El poeta norteamericano Boy Fracassa, contemporáneo de los beatniks, en algún momento viajó a Brasil para alejarse del ruido de la ciudad. Allí escribió, excediendo los límites de sus propios poemas: “inspirar hacia dentro del mundo, expirar nuestra presencia en el mundo”. Ese movimiento, derivado de The Four Quartets de Eliot (“The stillness, as a Chinese jar still. Moves perpetually in its stillness”) es también el movimiento de los ensayos que Fabián Casas nos presenta en este libro.
Si bien la cita de Eliot la utiliza Casas en el
hermoso ensayo final, “Campos de frutillas por siempre”, para hablar de su
manera de encarar las clases del taller que coordina, refleja una imagen cabal
de todo el libro y su estructura orgánica. El movimiento estruendoso,
grandilocuente, que suele agitar el ánimo de muchas y muchos literatos queda
acá fuera de línea (como ese alumno al que era mejor felicitar por teléfono por
su genialidad que soportar sus comentarios); la prosa de estos ensayos es
genuina, sin espasmos, y por ello puede deslizarse con la suavidad de lo se
tiene bajo control. ¿Y de qué otra cosa puede uno disponer más que de la
experiencia? El resto de lo vital, las palabras por ejemplo, está más allá de
lo aprehensible.
La primera nota que volqué en mi cuaderno ni bien
cerré el libro decía: Pienso en esas
películas de kung fu: el maestro shaolín te da un golpe imprevisto mientras
barrés las hojas del templo. ¿Será que el aturdimiento es una forma de
claridad? Y ya cuando volvés, ese patio pequeño e infinito es parte de vos. La
lectura es un sueño dentro de un sueño. En este libro sueñan adolescentes en
disquerías, papás conduciendo en largos viajes, histriónicas empleadas de
videoclubs, pibes de Boedo que navegan con el Corto Maltés, hombres mosca
enamorados, forenses de videoclips y otra gente que sabe reír. ¿Qué más pedirles
a las palabras?
Lo que pensé ahí sobre la lectura tiene que ver con mi
experiencia, o mejor dicho con dos experiencias que se entrecruzan: la
posibilidad de crear (tal como la descubre el niño Fabián que escribe su propia
versión barrial de El Principito,
exaltando ya la potencia del “método fallido”) es una de las claves del lector
gozoso. Y de esa manera, uno encuentra en los textos de Casas la libertad de
escuchar un disco de Neil Young junto con uno de Julio Iglesias, de imaginar
conversaciones entre Mark Fisher, Charly García y Lucas Martí, de asistir al
backstage de un videoclip de Babasónicos… o de seguir barriendo las hojas del
templo. La riqueza de esta experiencia radica en que todas las opciones son
posibles a un mismo tiempo, ¡y cómo dejarlas pasar!
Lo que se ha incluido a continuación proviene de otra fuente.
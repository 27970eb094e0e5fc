//! Path resolution for local dependencies
//!
//! Handles resolution of local filesystem paths for monorepo and local package support.

use std::path::{Path, PathBuf};
use thiserror::Error;

/// Errors that can occur during path resolution
#[derive(Debug, Error)]
pub enum PathError {
    /// Path does not exist
    #[error("Path does not exist: {0}")]
    PathNotFound(PathBuf),

    /// Path is not a directory
    #[error("Path is not a directory: {0}")]
    NotADirectory(PathBuf),

    /// Missing raya.toml manifest
    #[error("Missing raya.toml in path: {0}")]
    MissingManifest(PathBuf),

    /// I/O error
    #[error("I/O error: {0}")]
    IoError(#[from] std::io::Error),

    /// Invalid path (e.g., absolute when relative expected)
    #[error("Invalid path: {0}")]
    InvalidPath(String),

    /// Path traversal outside project root
    #[error("Path traversal outside project root: {0}")]
    PathTraversal(PathBuf),
}

/// Path dependency resolver
pub struct PathResolver {
    /// Project root directory
    project_root: PathBuf,
}

impl PathResolver {
    /// Create a new path resolver
    pub fn new(project_root: PathBuf) -> Self {
        // Canonicalize the project root to handle symlinks consistently
        let project_root = project_root
            .canonicalize()
            .unwrap_or(project_root);
        Self { project_root }
    }

    /// Resolve a relative path dependency
    ///
    /// # Arguments
    /// * `path` - Relative path from manifest location
    /// * `manifest_dir` - Directory containing the manifest file
    ///
    /// # Returns
    /// Absolute, canonicalized path to the dependency
    pub fn resolve(&self, path: &str, manifest_dir: &Path) -> Result<PathBuf, PathError> {
        // Parse the path
        let dep_path = Path::new(path);

        // Resolve relative to manifest directory
        let mut resolved = manifest_dir.join(dep_path);

        // Canonicalize the path
        resolved = resolved
            .canonicalize()
            .map_err(|_| PathError::PathNotFound(resolved.clone()))?;

        // Verify it's a directory
        if !resolved.is_dir() {
            return Err(PathError::NotADirectory(resolved));
        }

        // Check for raya.toml
        let manifest_path = resolved.join("raya.toml");
        if !manifest_path.exists() {
            return Err(PathError::MissingManifest(resolved));
        }

        // Verify it's within project bounds (prevent path traversal attacks)
        if !resolved.starts_with(&self.project_root) {
            return Err(PathError::PathTraversal(resolved));
        }

        Ok(resolved)
    }

    /// Resolve a path relative to the project root
    pub fn resolve_from_root(&self, path: &str) -> Result<PathBuf, PathError> {
        self.resolve(path, &self.project_root)
    }

    /// Check if a path exists and is a valid package directory
    pub fn validate(&self, path: &Path) -> Result<(), PathError> {
        if !path.exists() {
            return Err(PathError::PathNotFound(path.to_path_buf()));
        }

        if !path.is_dir() {
            return Err(PathError::NotADirectory(path.to_path_buf()));
        }

        let manifest_path = path.join("raya.toml");
        if !manifest_path.exists() {
            return Err(PathError::MissingManifest(path.to_path_buf()));
        }

        Ok(())
    }

    /// Get the manifest path for a package directory
    pub fn manifest_path(&self, package_dir: &Path) -> PathBuf {
        package_dir.join("raya.toml")
    }

    /// Get the source directory for a package
    pub fn source_dir(&self, package_dir: &Path) -> PathBuf {
        package_dir.join("src")
    }

    /// Normalize a path for cross-platform consistency
    pub fn normalize(path: &Path) -> PathBuf {
        let mut components = Vec::new();

        for component in path.components() {
            match component {
                std::path::Component::ParentDir => {
                    components.pop();
                }
                std::path::Component::CurDir => {}
                _ => components.push(component),
            }
        }

        components.iter().collect()
    }

    /// Convert an absolute path to a path relative to the project root
    pub fn make_relative(&self, absolute: &Path) -> Result<PathBuf, PathError> {
        // Canonicalize the input path to handle symlinks consistently
        let absolute = absolute
            .canonicalize()
            .map_err(|_| PathError::PathNotFound(absolute.to_path_buf()))?;

        absolute
            .strip_prefix(&self.project_root)
            .map(|p| p.to_path_buf())
            .map_err(|_| PathError::InvalidPath(format!("{:?} is not within project root", absolute)))
    }
}

/// Helper to find the project root by looking for raya.toml
pub fn find_project_root(start_dir: &Path) -> Option<PathBuf> {
    let mut current = start_dir;

    loop {
        let manifest = current.join("raya.toml");
        if manifest.exists() {
            return Some(current.to_path_buf());
        }

        current = current.parent()?;
    }
}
No resumiré el asunto de cada ensayo. De hecho, algo
de lo que más se disfruta es ir descubriendo hacia dónde van las tramas, poco
presumibles, a medida que se desenrolla el paño. Quien se interne en estos
campos lennonianos tendrá garantizado un puñado generoso de pasajes bellísimos,
muchos discos para repasar o conocer y muchos libros para ir a explorar (de
esos que no importa si ya leíste, porque son siempre nuevos: Williams, Artaud,
Pratt).
Para concluir, debo señalar que, si bien hay elementos
de autobiografía, de diario de época y de programa filosófico, resulta un libro
en absoluto presente. Algo muchas veces dicho pero no siempre tan ajustado. El
método fallido lo asegura. El asombro y el disfrute surgirán del mismo lector,
como esa respiración que se vuelve presencia cuando lo sutil sacude la obviedad.